● What you need to do: Search the entries below for "BytesDecl", and copy each line where it appears.

● Material for the task:
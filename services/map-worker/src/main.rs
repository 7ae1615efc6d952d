//! Route map worker.
//!
//! Runs rendering and maintenance jobs over the routes listed in a manifest:
//! - Render a single variant or a raster thumbnail
//! - Warm every missing variant and thumbnail
//! - Clear cached variants, optionally with their stored blobs
//! - Recompute derived route metrics
//! - Export a track as GPX, strip raster metadata

mod config;

use std::path::{Path, PathBuf};
use std::sync::Arc;

use anyhow::{bail, Context, Result};
use chrono::Utc;
use clap::{Parser, Subcommand};
use tracing::{error, info, Level};
use tracing_subscriber::FmtSubscriber;

use config::WorkerConfig;
use map_pipeline::{ClearMode, MapService, RouteManifest, RouteSource};
use renderer::{normalize_raster, SubprocessRenderer};
use route_common::RenderVariant;

#[derive(Parser, Debug)]
#[command(name = "map-worker")]
#[command(about = "Render and maintain route map images")]
struct Args {
    /// Route manifest listing rasters and routes
    #[arg(long, env = "ROUTE_MANIFEST", default_value = "routes.yaml")]
    manifest: PathBuf,

    /// YAML config file (environment variables are used when absent)
    #[arg(long, env = "WORKER_CONFIG")]
    config: Option<PathBuf>,

    /// Log level
    #[arg(long, default_value = "info")]
    log_level: String,

    /// Emit logs as JSON
    #[arg(long)]
    log_json: bool,

    #[command(subcommand)]
    command: Command,
}

#[derive(Subcommand, Debug)]
enum Command {
    /// Render one variant of a route
    Render {
        route: String,
        /// blank, header, route or header_route
        #[arg(long, default_value = "header_route")]
        variant: RenderVariant,
        /// Write the image here
        #[arg(long)]
        out: Option<PathBuf>,
    },
    /// Generate the thumbnail of a raster
    Thumbnail {
        raster: String,
        #[arg(long)]
        out: Option<PathBuf>,
    },
    /// Render every missing variant and thumbnail
    Warm {
        /// Routes to warm (default: all in the manifest)
        routes: Vec<String>,
        #[arg(long)]
        concurrency: Option<usize>,
    },
    /// Print the existence flags of a route
    Flags { route: String },
    /// Drop cached variants and reset flags
    Clear {
        routes: Vec<String>,
        /// Also delete stored blobs
        #[arg(long)]
        store: bool,
    },
    /// Delete stored variant blobs of routes
    Purge { routes: Vec<String> },
    /// Recompute derived metrics
    RefreshMetrics { routes: Vec<String> },
    /// Export a route's track as GPX
    Gpx {
        route: String,
        #[arg(long)]
        out: Option<PathBuf>,
    },
    /// Re-encode a raster image without its metadata
    StripMetadata { input: PathBuf, output: PathBuf },
}

fn init_tracing(level: &str, json: bool) -> Result<()> {
    let level = match level.to_lowercase().as_str() {
        "trace" => Level::TRACE,
        "debug" => Level::DEBUG,
        "info" => Level::INFO,
        "warn" => Level::WARN,
        "error" => Level::ERROR,
        _ => Level::INFO,
    };

    let builder = FmtSubscriber::builder()
        .with_max_level(level)
        .with_target(true)
        .with_writer(std::io::stderr);

    if json {
        tracing::subscriber::set_global_default(builder.json().finish())?;
    } else {
        tracing::subscriber::set_global_default(builder.finish())?;
    }
    Ok(())
}

#[tokio::main]
async fn main() -> Result<()> {
    dotenvy::dotenv().ok();

    let args = Args::parse();
    init_tracing(&args.log_level, args.log_json)?;

    if let Err(e) = run(args).await {
        error!(error = %format!("{:#}", e), "Job failed");
        return Err(e);
    }
    Ok(())
}

async fn run(args: Args) -> Result<()> {
    if let Command::StripMetadata { input, output } = &args.command {
        return strip_metadata(input, output).await;
    }

    let config = match &args.config {
        Some(path) => WorkerConfig::from_yaml_file(path)?,
        None => WorkerConfig::from_env()?,
    };
    config.validate()?;

    let manifest = RouteManifest::load(&args.manifest)?;
    let base_dir = args.manifest.parent().unwrap_or_else(|| Path::new("."));
    let all_routes = manifest.route_ids();
    let source = Arc::new(manifest.into_source(base_dir).await?);

    let blobs = config.blob_store()?;
    let (cache, flags) = config.cache_and_flags().await?;
    let renderer = Arc::new(SubprocessRenderer::new(config.renderer.clone()));
    let service = MapService::new(source.clone(), renderer, cache, blobs, flags)
        .with_gazetteer(config.gazetteer()?);

    let or_all = |routes: Vec<String>| if routes.is_empty() { all_routes.clone() } else { routes };

    match args.command {
        Command::Render { route, variant, out } => {
            let image = service.get_variant(&route, variant).await?;
            write_output(out.as_deref(), &image).await?;
            info!(route = %route, variant = %variant, size = image.len(), "Rendered variant");
        }
        Command::Thumbnail { raster, out } => {
            let image = service.get_thumbnail(&raster).await?;
            write_output(out.as_deref(), &image).await?;
            info!(raster = %raster, size = image.len(), "Generated thumbnail");
        }
        Command::Warm {
            routes,
            concurrency,
        } => {
            let routes = or_all(routes);
            let concurrency = concurrency.unwrap_or(config.warm_concurrency);
            let report = service.warm_all(&routes, concurrency).await;
            let stats = service.stats();
            info!(
                rendered = report.rendered,
                skipped = report.skipped,
                cache_hits = stats.cache_hits,
                render_failures = stats.render_failures,
                "Warm-up finished"
            );
            for (target, e) in &report.failures {
                error!(target = %target, error = %e, "Failed to warm");
            }
            if !report.failures.is_empty() {
                bail!("{} warm-up targets failed", report.failures.len());
            }
        }
        Command::Flags { route } => {
            let flags = service.flags(&route).await?;
            println!("{}", serde_json::to_string_pretty(&flags)?);
        }
        Command::Clear { routes, store } => {
            let mode = if store {
                ClearMode::CacheAndStore
            } else {
                ClearMode::CacheOnly
            };
            for route in or_all(routes) {
                let report = service.clear(&route, mode).await?;
                info!(
                    route = %route,
                    cache_entries = report.cache_entries,
                    blobs_deleted = report.blobs_deleted,
                    "Cleared"
                );
            }
        }
        Command::Purge { routes } => {
            for route in or_all(routes) {
                let deleted = service.purge_blobs(&route).await?;
                info!(route = %route, deleted, "Purged blobs");
            }
        }
        Command::RefreshMetrics { routes } => {
            let outcomes = service.refresh_metrics(&or_all(routes), Utc::now()).await?;
            let mut failed = 0;
            for outcome in outcomes {
                match outcome.result {
                    Ok(metrics) => println!(
                        "{}",
                        serde_json::json!({ "route": outcome.route_id, "metrics": metrics })
                    ),
                    Err(e) => {
                        failed += 1;
                        error!(route = %outcome.route_id, error = %e, "Metrics refresh failed");
                    }
                }
            }
            if failed > 0 {
                bail!("metrics refresh failed for {} routes", failed);
            }
        }
        Command::Gpx { route, out } => {
            let record = source.route(&route).await?;
            let gpx = record.track.to_gpx(&route)?;
            write_output(out.as_deref(), gpx.as_bytes()).await?;
        }
        Command::StripMetadata { input, output } => strip_metadata(&input, &output).await?,
    }

    Ok(())
}

async fn strip_metadata(input: &Path, output: &Path) -> Result<()> {
    let data = tokio::fs::read(input)
        .await
        .with_context(|| format!("Failed to read {}", input.display()))?;
    let jpeg = tokio::task::spawn_blocking(move || normalize_raster(&data)).await??;
    tokio::fs::write(output, &jpeg)
        .await
        .with_context(|| format!("Failed to write {}", output.display()))?;
    info!(input = %input.display(), output = %output.display(), size = jpeg.len(), "Stripped metadata");
    Ok(())
}

/// Write to `path`, or to stdout when no path is given.
async fn write_output(path: Option<&Path>, data: &[u8]) -> Result<()> {
    match path {
        Some(path) => tokio::fs::write(path, data)
            .await
            .with_context(|| format!("Failed to write {}", path.display())),
        None => {
            use tokio::io::AsyncWriteExt;
            let mut stdout = tokio::io::stdout();
            stdout.write_all(data).await?;
            stdout.flush().await?;
            Ok(())
        }
    }
}
//! Image production for route maps.
//!
//! - Client for the external map renderer
//! - Perspective-crop thumbnails
//! - Raster normalization and JPEG encoding

pub mod client;
pub mod encode;
pub mod normalize;
pub mod thumbnail;

pub use client::{parse_render_output, MapRenderer, RenderRequest, RendererConfig, SubprocessRenderer};
pub use normalize::normalize_raster;
pub use thumbnail::{generate_thumbnail, thumbnail_image, THUMBNAIL_SIZE};
//! GPX export for tracks.

use std::io::Cursor;

use chrono::SecondsFormat;
use quick_xml::events::{BytesDecl, BytesEnd, BytesStart, BytesText, Event};
use quick_xml::Writer;

use crate::error::{RouteError, RouteResult};
use crate::track::Track;

const GPX_NAMESPACE: &str = "http://www.topografix.com/GPX/1/1";

fn xml_err(e: quick_xml::Error) -> RouteError {
    RouteError::Internal(format!("GPX write failed: {}", e))
}

impl Track {
    /// Render the track as a GPX 1.1 document with a single segment.
    pub fn to_gpx(&self, name: &str) -> RouteResult<String> {
        let mut writer = Writer::new_with_indent(Cursor::new(Vec::new()), b' ', 2);

        writer
            .write_event(Event::Decl(BytesDecl::new("1.0", Some("UTF-8"), None)))
            .map_err(xml_err)?;

        let gpx = BytesStart::new("gpx").with_attributes([
            ("version", "1.1"),
            ("creator", "route-maps"),
            ("xmlns", GPX_NAMESPACE),
        ]);
        writer.write_event(Event::Start(gpx)).map_err(xml_err)?;
        writer
            .write_event(Event::Start(BytesStart::new("trk")))
            .map_err(xml_err)?;

        if !name.is_empty() {
            writer
                .write_event(Event::Start(BytesStart::new("name")))
                .map_err(xml_err)?;
            writer
                .write_event(Event::Text(BytesText::new(name)))
                .map_err(xml_err)?;
            writer
                .write_event(Event::End(BytesEnd::new("name")))
                .map_err(xml_err)?;
        }

        writer
            .write_event(Event::Start(BytesStart::new("trkseg")))
            .map_err(xml_err)?;

        for point in self.points() {
            let lat = point.latitude.to_string();
            let lon = point.longitude.to_string();
            let trkpt = BytesStart::new("trkpt")
                .with_attributes([("lat", lat.as_str()), ("lon", lon.as_str())]);

            match point.datetime() {
                Some(time) => {
                    writer.write_event(Event::Start(trkpt)).map_err(xml_err)?;
                    let stamp = time.to_rfc3339_opts(SecondsFormat::AutoSi, true);
                    writer
                        .write_event(Event::Start(BytesStart::new("time")))
                        .map_err(xml_err)?;
                    writer
                        .write_event(Event::Text(BytesText::new(&stamp)))
                        .map_err(xml_err)?;
                    writer
                        .write_event(Event::End(BytesEnd::new("time")))
                        .map_err(xml_err)?;
                    writer
                        .write_event(Event::End(BytesEnd::new("trkpt")))
                        .map_err(xml_err)?;
                }
                None => {
                    writer.write_event(Event::Empty(trkpt)).map_err(xml_err)?;
                }
            }
        }

        writer
            .write_event(Event::End(BytesEnd::new("trkseg")))
            .map_err(xml_err)?;
        writer
            .write_event(Event::End(BytesEnd::new("trk")))
            .map_err(xml_err)?;
        writer
            .write_event(Event::End(BytesEnd::new("gpx")))
            .map_err(xml_err)?;

        String::from_utf8(writer.into_inner().into_inner())
            .map_err(|e| RouteError::Internal(format!("GPX is not UTF-8: {}", e)))
    }
}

● Exercise solution:
use quick_xml::events::{BytesDecl, BytesEnd, BytesStart, BytesText, Event};
            .write_event(Event::Decl(BytesDecl::new("1.0", Some("UTF-8"), None)))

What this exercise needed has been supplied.